Top of Provided records

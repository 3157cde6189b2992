//! Target wiki repository client.
//!
//! [`WikiRepository`] is the seam the publisher talks through: a
//! duplicate-by-hash query and an upload operation. The production
//! implementation speaks the MediaWiki action API; tests substitute their own
//! doubles. Uploads are never retried: the verb is not idempotent, and a
//! double upload is exactly the failure mode the duplicate check exists to
//! prevent.

use async_trait::async_trait;
use serde_json::Value;
use thiserror::Error;
use tracing::{debug, instrument, warn};

/// Upload warnings that do not abort the upload.
///
/// These indicate pre-existing-but-unlinked pages or remnants of deleted
/// pages; re-submitting with warnings ignored is safe.
const TOLERATED_WARNINGS: [&str; 4] = ["exists", "exists-normalized", "was-deleted", "page-exists"];

/// Errors from the wiki repository.
#[derive(Debug, Error)]
pub enum WikiError {
    /// Transport-level failure talking to the API.
    #[error("wiki API request failed: {source}")]
    Http {
        /// The underlying transport error.
        #[source]
        source: reqwest::Error,
    },

    /// The API answered with an error envelope.
    #[error("wiki API error {code}: {info}")]
    Api {
        /// Machine-readable error code.
        code: String,
        /// Human-readable error text.
        info: String,
    },

    /// The upload was rejected by a non-tolerated warning.
    #[error("upload rejected: {warnings}")]
    UploadRejected {
        /// The warning keys that aborted the upload.
        warnings: String,
    },

    /// The API response was missing an expected field.
    #[error("wiki API response malformed: missing {field}")]
    MalformedResponse {
        /// The missing field.
        field: &'static str,
    },
}

/// One upload request.
#[derive(Debug)]
pub struct UploadRequest<'a> {
    /// Target page title, extension included.
    pub title: &'a str,
    /// The asset payload, materialized from the object store.
    pub bytes: &'a [u8],
    /// Wikitext description document for the file page.
    pub description: &'a str,
    /// Edit summary.
    pub comment: &'a str,
}

/// Narrow interface the publisher consumes.
#[async_trait]
pub trait WikiRepository: Send + Sync {
    /// Looks up an existing file with the given content hash.
    ///
    /// Returns the existing page title when found. This check runs before
    /// every upload and is the primary defense against re-publishing.
    async fn find_by_sha1(&self, sha1_hex: &str) -> Result<Option<String>, WikiError>;

    /// Uploads a file. Never retried.
    async fn upload(&self, request: &UploadRequest<'_>) -> Result<(), WikiError>;
}

/// MediaWiki action-API implementation.
pub struct MediaWikiClient {
    client: reqwest::Client,
    api_url: String,
    access_token: String,
}

impl std::fmt::Debug for MediaWikiClient {
    fn fmt(&self, f: &mut std::fmt::Formatter<'_>) -> std::fmt::Result {
        f.debug_struct("MediaWikiClient")
            .field("api_url", &self.api_url)
            .finish_non_exhaustive()
    }
}

impl MediaWikiClient {
    /// Creates a client for an action-API endpoint with an OAuth bearer token.
    ///
    /// # Panics
    ///
    /// Panics if the HTTP client builder fails with the static configuration.
    #[must_use]
    #[allow(clippy::expect_used)]
    pub fn new(api_url: impl Into<String>, access_token: impl Into<String>) -> Self {
        let client = reqwest::Client::builder()
            .timeout(std::time::Duration::from_secs(300))
            .build()
            .expect("failed to build HTTP client with static configuration");
        Self {
            client,
            api_url: api_url.into(),
            access_token: access_token.into(),
        }
    }

    /// Issues an authenticated GET against the action API.
    async fn api_get(&self, query: &[(&str, &str)]) -> Result<Value, WikiError> {
        let response = self
            .client
            .get(&self.api_url)
            .bearer_auth(&self.access_token)
            .query(query)
            .send()
            .await
            .map_err(|source| WikiError::Http { source })?;

        let value: Value = response
            .json()
            .await
            .map_err(|source| WikiError::Http { source })?;
        check_api_error(&value)?;
        Ok(value)
    }

    /// Fetches a CSRF token for write operations.
    async fn csrf_token(&self) -> Result<String, WikiError> {
        let value = self
            .api_get(&[
                ("action", "query"),
                ("meta", "tokens"),
                ("type", "csrf"),
                ("format", "json"),
            ])
            .await?;

        value
            .pointer("/query/tokens/csrftoken")
            .and_then(Value::as_str)
            .map(ToString::to_string)
            .ok_or(WikiError::MalformedResponse { field: "csrftoken" })
    }

    /// Submits one upload form.
    async fn post_upload(
        &self,
        request: &UploadRequest<'_>,
        token: &str,
        ignore_warnings: bool,
    ) -> Result<Value, WikiError> {
        let file_part = reqwest::multipart::Part::bytes(request.bytes.to_vec())
            .file_name(request.title.to_string());

        let mut form = reqwest::multipart::Form::new()
            .text("action", "upload")
            .text("format", "json")
            .text("filename", request.title.to_string())
            .text("comment", request.comment.to_string())
            .text("text", request.description.to_string())
            .text("token", token.to_string())
            .part("file", file_part);
        if ignore_warnings {
            form = form.text("ignorewarnings", "1");
        }

        let response = self
            .client
            .post(&self.api_url)
            .bearer_auth(&self.access_token)
            .multipart(form)
            .send()
            .await
            .map_err(|source| WikiError::Http { source })?;

        let value: Value = response
            .json()
            .await
            .map_err(|source| WikiError::Http { source })?;
        check_api_error(&value)?;
        Ok(value)
    }
}

#[async_trait]
impl WikiRepository for MediaWikiClient {
    #[instrument(skip(self))]
    async fn find_by_sha1(&self, sha1_hex: &str) -> Result<Option<String>, WikiError> {
        let value = self
            .api_get(&[
                ("action", "query"),
                ("list", "allimages"),
                ("aisha1", sha1_hex),
                ("format", "json"),
            ])
            .await?;

        let existing = value
            .pointer("/query/allimages/0/name")
            .and_then(Value::as_str)
            .map(ToString::to_string);

        debug!(found = existing.is_some(), "hash lookup complete");
        Ok(existing)
    }

    #[instrument(skip(self, request), fields(title = %request.title, bytes = request.bytes.len()))]
    async fn upload(&self, request: &UploadRequest<'_>) -> Result<(), WikiError> {
        let token = self.csrf_token().await?;

        let value = self.post_upload(request, &token, false).await?;
        match upload_result(&value)? {
            UploadResult::Success => return Ok(()),
            UploadResult::Warnings(warnings) => {
                let blocking: Vec<&String> = warnings
                    .iter()
                    .filter(|w| !TOLERATED_WARNINGS.contains(&w.as_str()))
                    .collect();
                if !blocking.is_empty() {
                    return Err(WikiError::UploadRejected {
                        warnings: warnings.join(","),
                    });
                }
                warn!(warnings = %warnings.join(","), "re-submitting with tolerated warnings ignored");
            }
        }

        // Only tolerated warnings: submit once more, warnings ignored.
        let value = self.post_upload(request, &token, true).await?;
        match upload_result(&value)? {
            UploadResult::Success => Ok(()),
            UploadResult::Warnings(warnings) => Err(WikiError::UploadRejected {
                warnings: warnings.join(","),
            }),
        }
    }
}

/// Parsed `upload.result` field.
enum UploadResult {
    Success,
    Warnings(Vec<String>),
}

/// Maps an API error envelope to [`WikiError::Api`].
fn check_api_error(value: &Value) -> Result<(), WikiError> {
    if let Some(error) = value.get("error") {
        return Err(WikiError::Api {
            code: error
                .get("code")
                .and_then(Value::as_str)
                .unwrap_or("unknown")
                .to_string(),
            info: error
                .get("info")
                .and_then(Value::as_str)
                .unwrap_or_default()
                .to_string(),
        });
    }
    Ok(())
}

/// Reads the upload result from a response envelope.
fn upload_result(value: &Value) -> Result<UploadResult, WikiError> {
    let result = value
        .pointer("/upload/result")
        .and_then(Value::as_str)
        .ok_or(WikiError::MalformedResponse { field: "upload.result" })?;

    if result == "Success" {
        return Ok(UploadResult::Success);
    }

    let warnings = value
        .pointer("/upload/warnings")
        .and_then(Value::as_object)
        .map(|map| map.keys().cloned().collect())
        .unwrap_or_default();
    Ok(UploadResult::Warnings(warnings))
}

#[cfg(test)]
#[allow(clippy::unwrap_used)]
mod tests {
    use super::*;

    use wiremock::matchers::{method, query_param};
    use wiremock::{Mock, MockServer, ResponseTemplate};

    #[tokio::test]
    async fn test_find_by_sha1_found() {
        let server = MockServer::start().await;

        Mock::given(method("GET"))
            .and(query_param("aisha1", "cafebabe"))
            .respond_with(ResponseTemplate::new(200).set_body_string(
                r#"{"query":{"allimages":[{"name":"Existing_file.jpg"}]}}"#,
            ))
            .mount(&server)
            .await;

        let client = MediaWikiClient::new(format!("{}/w/api.php", server.uri()), "token");
        let existing = client.find_by_sha1("cafebabe").await.unwrap();
        assert_eq!(existing.as_deref(), Some("Existing_file.jpg"));
    }

    #[tokio::test]
    async fn test_find_by_sha1_not_found() {
        let server = MockServer::start().await;

        Mock::given(method("GET"))
            .respond_with(
                ResponseTemplate::new(200).set_body_string(r#"{"query":{"allimages":[]}}"#),
            )
            .mount(&server)
            .await;

        let client = MediaWikiClient::new(format!("{}/w/api.php", server.uri()), "token");
        assert!(client.find_by_sha1("cafebabe").await.unwrap().is_none());
    }

    #[tokio::test]
    async fn test_api_error_envelope_is_surfaced() {
        let server = MockServer::start().await;

        Mock::given(method("GET"))
            .respond_with(ResponseTemplate::new(200).set_body_string(
                r#"{"error":{"code":"ratelimited","info":"Too many requests"}}"#,
            ))
            .mount(&server)
            .await;

        let client = MediaWikiClient::new(format!("{}/w/api.php", server.uri()), "token");
        let result = client.find_by_sha1("cafebabe").await;
        match result {
            Err(WikiError::Api { code, .. }) => assert_eq!(code, "ratelimited"),
            other => panic!("Expected Api error, got: {other:?}"),
        }
    }

    #[tokio::test]
    async fn test_upload_success_single_post() {
        let server = MockServer::start().await;

        Mock::given(method("GET"))
            .and(query_param("meta", "tokens"))
            .respond_with(ResponseTemplate::new(200).set_body_string(
                r#"{"query":{"tokens":{"csrftoken":"abc+\\"}}}"#,
            ))
            .mount(&server)
            .await;

        Mock::given(method("POST"))
            .respond_with(
                ResponseTemplate::new(200).set_body_string(r#"{"upload":{"result":"Success"}}"#),
            )
            .expect(1)
            .mount(&server)
            .await;

        let client = MediaWikiClient::new(format!("{}/w/api.php", server.uri()), "token");
        let request = UploadRequest {
            title: "File.jpg",
            bytes: b"payload",
            description: "desc",
            comment: "comment",
        };
        client.upload(&request).await.unwrap();
    }

    #[tokio::test]
    async fn test_upload_blocking_warning_rejects_without_resubmit() {
        let server = MockServer::start().await;

        Mock::given(method("GET"))
            .and(query_param("meta", "tokens"))
            .respond_with(ResponseTemplate::new(200).set_body_string(
                r#"{"query":{"tokens":{"csrftoken":"abc+\\"}}}"#,
            ))
            .mount(&server)
            .await;

        Mock::given(method("POST"))
            .respond_with(ResponseTemplate::new(200).set_body_string(
                r#"{"upload":{"result":"Warning","warnings":{"duplicate":["Other.jpg"]}}}"#,
            ))
            .expect(1)
            .mount(&server)
            .await;

        let client = MediaWikiClient::new(format!("{}/w/api.php", server.uri()), "token");
        let request = UploadRequest {
            title: "File.jpg",
            bytes: b"payload",
            description: "desc",
            comment: "comment",
        };
        let result = client.upload(&request).await;
        match result {
            Err(WikiError::UploadRejected { warnings }) => {
                assert!(warnings.contains("duplicate"));
            }
            other => panic!("Expected UploadRejected, got: {other:?}"),
        }
    }

    #[tokio::test]
    async fn test_upload_tolerated_warning_resubmits_ignoring() {
        let server = MockServer::start().await;

        Mock::given(method("GET"))
            .and(query_param("meta", "tokens"))
            .respond_with(ResponseTemplate::new(200).set_body_string(
                r#"{"query":{"tokens":{"csrftoken":"abc+\\"}}}"#,
            ))
            .mount(&server)
            .await;

        Mock::given(method("POST"))
            .respond_with(ResponseTemplate::new(200).set_body_string(
                r#"{"upload":{"result":"Warning","warnings":{"exists":""}}}"#,
            ))
            .up_to_n_times(1)
            .mount(&server)
            .await;

        Mock::given(method("POST"))
            .respond_with(
                ResponseTemplate::new(200).set_body_string(r#"{"upload":{"result":"Success"}}"#),
            )
            .mount(&server)
            .await;

        let client = MediaWikiClient::new(format!("{}/w/api.php", server.uri()), "token");
        let request = UploadRequest {
            title: "File.jpg",
            bytes: b"payload",
            description: "desc",
            comment: "comment",
        };
        client.upload(&request).await.unwrap();
    }
}
//! Provider directory: upload permissions and knowledge-base ids per partner.
//!
//! One JSON document maps provider display names to their wikidata id, upload
//! permission, and nested institutions (data providers). The directory is
//! loaded once per pipeline run and is read-only afterwards, so sharing it
//! across workers needs no synchronization.

use std::collections::HashMap;

use serde::Deserialize;
use thiserror::Error;
use tracing::info;

use crate::http::{FetchClient, FetchError};

/// One provider or institution entry.
#[derive(Debug, Clone, Default, Deserialize)]
#[serde(rename_all = "camelCase")]
pub struct Provider {
    /// External knowledge-base identifier (e.g. `Q518155`). Empty means the
    /// provider cannot be attributed and records under it are ineligible.
    #[serde(default)]
    pub wikidata_id: Option<String>,
    /// Whether this provider has opted in to publication.
    #[serde(default)]
    pub upload_allowed: bool,
    /// Nested data providers keyed by display name.
    #[serde(default)]
    pub institutions: HashMap<String, Provider>,
}

impl Provider {
    /// Returns true if the entry has a non-empty wikidata id.
    #[must_use]
    pub fn has_wikidata_id(&self) -> bool {
        self.wikidata_id
            .as_deref()
            .is_some_and(|id| !id.trim().is_empty())
    }
}

/// Errors loading the provider directory.
#[derive(Debug, Error)]
pub enum ProviderDirectoryError {
    /// Fetching the directory document failed.
    #[error("provider directory fetch failed: {0}")]
    Fetch(#[from] FetchError),

    /// Reading a local directory file failed.
    #[error("provider directory unreadable at {path}: {source}")]
    Io {
        /// The local path.
        path: String,
        /// The underlying IO error.
        #[source]
        source: std::io::Error,
    },

    /// The document is not the expected name-to-entry map.
    #[error("provider directory is malformed: {0}")]
    Malformed(#[from] serde_json::Error),
}

/// The full directory, keyed by provider display name.
#[derive(Debug, Clone, Default)]
pub struct ProviderDirectory {
    providers: HashMap<String, Provider>,
}

impl ProviderDirectory {
    /// Parses a directory document.
    ///
    /// # Errors
    ///
    /// Returns [`ProviderDirectoryError::Malformed`] when the document is not
    /// a map of provider entries.
    pub fn from_json(bytes: &[u8]) -> Result<Self, ProviderDirectoryError> {
        let providers: HashMap<String, Provider> = serde_json::from_slice(bytes)?;
        Ok(Self { providers })
    }

    /// Loads the directory from an `http(s)://` URL or a local file path.
    ///
    /// # Errors
    ///
    /// Returns [`ProviderDirectoryError`] when the source is unreachable,
    /// unreadable, or malformed.
    pub async fn load(client: &FetchClient, source: &str) -> Result<Self, ProviderDirectoryError> {
        let bytes = if source.starts_with("http://") || source.starts_with("https://") {
            client.get_bytes(source).await?.bytes
        } else {
            tokio::fs::read(source)
                .await
                .map_err(|e| ProviderDirectoryError::Io {
                    path: source.to_string(),
                    source: e,
                })?
        };
        let directory = Self::from_json(&bytes)?;
        info!(providers = directory.providers.len(), "provider directory loaded");
        Ok(directory)
    }

    /// Looks up a provider by display name.
    #[must_use]
    pub fn provider(&self, name: &str) -> Option<&Provider> {
        self.providers.get(name)
    }

    /// Looks up a data provider (institution) under a provider.
    ///
    /// Falls back to the provider's own entry when the institution is not
    /// listed separately; many partners register only at the top level.
    #[must_use]
    pub fn data_provider(&self, provider_name: &str, data_provider_name: &str) -> Option<&Provider> {
        let provider = self.providers.get(provider_name)?;
        provider
            .institutions
            .get(data_provider_name)
            .or(Some(provider))
    }

    /// Returns the number of top-level providers.
    #[must_use]
    pub fn len(&self) -> usize {
        self.providers.len()
    }

    /// Returns true when the directory has no entries.
    #[must_use]
    pub fn is_empty(&self) -> bool {
        self.providers.is_empty()
    }
}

Bottom of Provided records

• _Task requirements_: Show every line of the listing that includes the word "many".

• _Response to the task_:
                r#"{"error":{"code":"ratelimited","info":"Too many requests"}}"#,
    /// listed separately; many partners register only at the top level.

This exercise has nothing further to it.